Problem details: All lines that hold the string "Failed" should be copied. Find them in the listing below.
BEGIN Data for the task
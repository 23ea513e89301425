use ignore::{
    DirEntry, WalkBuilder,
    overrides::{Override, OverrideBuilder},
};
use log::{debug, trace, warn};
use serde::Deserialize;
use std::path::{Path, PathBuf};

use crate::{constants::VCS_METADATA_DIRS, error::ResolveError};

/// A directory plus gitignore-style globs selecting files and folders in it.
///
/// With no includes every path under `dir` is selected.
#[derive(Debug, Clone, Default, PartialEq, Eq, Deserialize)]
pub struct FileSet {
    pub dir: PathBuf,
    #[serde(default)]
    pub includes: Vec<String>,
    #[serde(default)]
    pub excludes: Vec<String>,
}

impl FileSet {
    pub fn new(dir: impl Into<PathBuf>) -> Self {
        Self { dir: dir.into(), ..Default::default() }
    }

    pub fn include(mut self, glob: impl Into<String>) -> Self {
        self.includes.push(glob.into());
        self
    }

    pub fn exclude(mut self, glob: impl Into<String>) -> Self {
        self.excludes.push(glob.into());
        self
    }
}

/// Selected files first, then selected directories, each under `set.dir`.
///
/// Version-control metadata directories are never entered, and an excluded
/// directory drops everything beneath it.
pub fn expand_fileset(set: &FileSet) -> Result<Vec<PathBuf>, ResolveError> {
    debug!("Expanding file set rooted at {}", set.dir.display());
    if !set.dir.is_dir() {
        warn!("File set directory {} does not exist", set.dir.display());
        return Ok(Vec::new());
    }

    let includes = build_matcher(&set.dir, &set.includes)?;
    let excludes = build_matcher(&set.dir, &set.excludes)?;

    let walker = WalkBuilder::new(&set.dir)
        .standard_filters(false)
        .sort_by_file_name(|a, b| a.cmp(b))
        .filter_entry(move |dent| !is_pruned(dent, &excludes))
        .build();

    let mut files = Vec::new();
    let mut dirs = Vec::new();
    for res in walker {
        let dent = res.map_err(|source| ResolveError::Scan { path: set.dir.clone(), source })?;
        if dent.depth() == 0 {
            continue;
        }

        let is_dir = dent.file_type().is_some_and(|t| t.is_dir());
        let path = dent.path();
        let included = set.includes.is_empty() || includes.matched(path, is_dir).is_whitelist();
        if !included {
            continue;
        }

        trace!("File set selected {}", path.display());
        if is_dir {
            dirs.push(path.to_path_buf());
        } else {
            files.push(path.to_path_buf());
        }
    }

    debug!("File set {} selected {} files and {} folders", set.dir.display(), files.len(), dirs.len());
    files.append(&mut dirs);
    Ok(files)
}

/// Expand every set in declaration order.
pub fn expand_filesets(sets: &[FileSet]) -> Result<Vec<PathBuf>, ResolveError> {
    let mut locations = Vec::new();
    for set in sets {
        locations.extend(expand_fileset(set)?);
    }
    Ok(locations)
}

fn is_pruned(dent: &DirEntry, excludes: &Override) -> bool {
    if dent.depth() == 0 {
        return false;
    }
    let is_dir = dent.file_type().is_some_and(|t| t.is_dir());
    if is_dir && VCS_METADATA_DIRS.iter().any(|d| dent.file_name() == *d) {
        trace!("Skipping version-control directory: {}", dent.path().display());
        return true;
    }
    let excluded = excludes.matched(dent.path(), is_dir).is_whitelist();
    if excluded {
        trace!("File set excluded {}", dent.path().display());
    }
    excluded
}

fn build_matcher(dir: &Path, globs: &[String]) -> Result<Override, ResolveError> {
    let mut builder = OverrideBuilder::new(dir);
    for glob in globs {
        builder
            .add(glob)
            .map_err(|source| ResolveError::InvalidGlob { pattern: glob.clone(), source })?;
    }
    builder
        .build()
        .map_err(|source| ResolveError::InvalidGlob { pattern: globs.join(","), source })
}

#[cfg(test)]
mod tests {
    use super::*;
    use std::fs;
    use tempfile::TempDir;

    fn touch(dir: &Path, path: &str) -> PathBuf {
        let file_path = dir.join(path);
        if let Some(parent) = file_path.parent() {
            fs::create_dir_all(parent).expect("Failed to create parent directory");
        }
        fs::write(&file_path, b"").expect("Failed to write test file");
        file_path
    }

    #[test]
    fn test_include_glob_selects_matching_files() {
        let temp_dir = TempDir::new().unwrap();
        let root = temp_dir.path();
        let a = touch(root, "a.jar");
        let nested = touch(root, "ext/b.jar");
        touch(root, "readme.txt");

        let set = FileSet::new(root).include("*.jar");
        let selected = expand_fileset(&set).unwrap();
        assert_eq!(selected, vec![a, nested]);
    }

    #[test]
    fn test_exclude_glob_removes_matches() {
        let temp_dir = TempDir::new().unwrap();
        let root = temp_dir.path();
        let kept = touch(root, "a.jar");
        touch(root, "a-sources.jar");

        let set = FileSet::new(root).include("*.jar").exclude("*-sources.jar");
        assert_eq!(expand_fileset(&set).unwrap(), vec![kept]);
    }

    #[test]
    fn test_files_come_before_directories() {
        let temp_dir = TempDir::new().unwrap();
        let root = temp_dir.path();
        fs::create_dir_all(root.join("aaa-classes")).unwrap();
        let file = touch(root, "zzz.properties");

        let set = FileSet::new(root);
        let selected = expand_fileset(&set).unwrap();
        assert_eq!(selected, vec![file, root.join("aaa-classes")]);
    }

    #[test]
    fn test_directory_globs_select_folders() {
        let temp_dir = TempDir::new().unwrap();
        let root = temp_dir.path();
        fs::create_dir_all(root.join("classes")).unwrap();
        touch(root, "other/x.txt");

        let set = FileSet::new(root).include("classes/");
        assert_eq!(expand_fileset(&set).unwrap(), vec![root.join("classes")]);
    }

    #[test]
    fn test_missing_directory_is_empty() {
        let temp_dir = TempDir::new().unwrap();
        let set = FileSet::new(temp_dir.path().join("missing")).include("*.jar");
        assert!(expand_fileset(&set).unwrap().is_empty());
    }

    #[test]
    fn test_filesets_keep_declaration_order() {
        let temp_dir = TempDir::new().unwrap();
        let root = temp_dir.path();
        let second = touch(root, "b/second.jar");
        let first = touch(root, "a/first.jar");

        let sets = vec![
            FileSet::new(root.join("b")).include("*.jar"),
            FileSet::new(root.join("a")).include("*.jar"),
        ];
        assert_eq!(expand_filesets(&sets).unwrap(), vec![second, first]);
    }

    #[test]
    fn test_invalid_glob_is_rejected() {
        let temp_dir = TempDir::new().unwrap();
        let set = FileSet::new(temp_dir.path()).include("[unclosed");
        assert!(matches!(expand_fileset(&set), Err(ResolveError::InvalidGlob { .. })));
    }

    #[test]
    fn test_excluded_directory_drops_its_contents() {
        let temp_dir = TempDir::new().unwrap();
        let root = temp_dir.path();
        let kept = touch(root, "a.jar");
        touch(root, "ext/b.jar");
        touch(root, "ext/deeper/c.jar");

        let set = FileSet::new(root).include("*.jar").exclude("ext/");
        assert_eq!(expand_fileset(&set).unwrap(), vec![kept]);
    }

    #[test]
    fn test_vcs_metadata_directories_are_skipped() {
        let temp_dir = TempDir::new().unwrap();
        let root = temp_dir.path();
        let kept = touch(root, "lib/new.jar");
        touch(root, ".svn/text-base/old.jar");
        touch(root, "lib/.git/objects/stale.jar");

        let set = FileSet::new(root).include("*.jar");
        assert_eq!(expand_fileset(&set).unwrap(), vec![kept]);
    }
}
END Data for the task
Solution to the problem:
            fs::create_dir_all(parent).expect("Failed to create parent directory");
        fs::write(&file_path, b"").expect("Failed to write test file");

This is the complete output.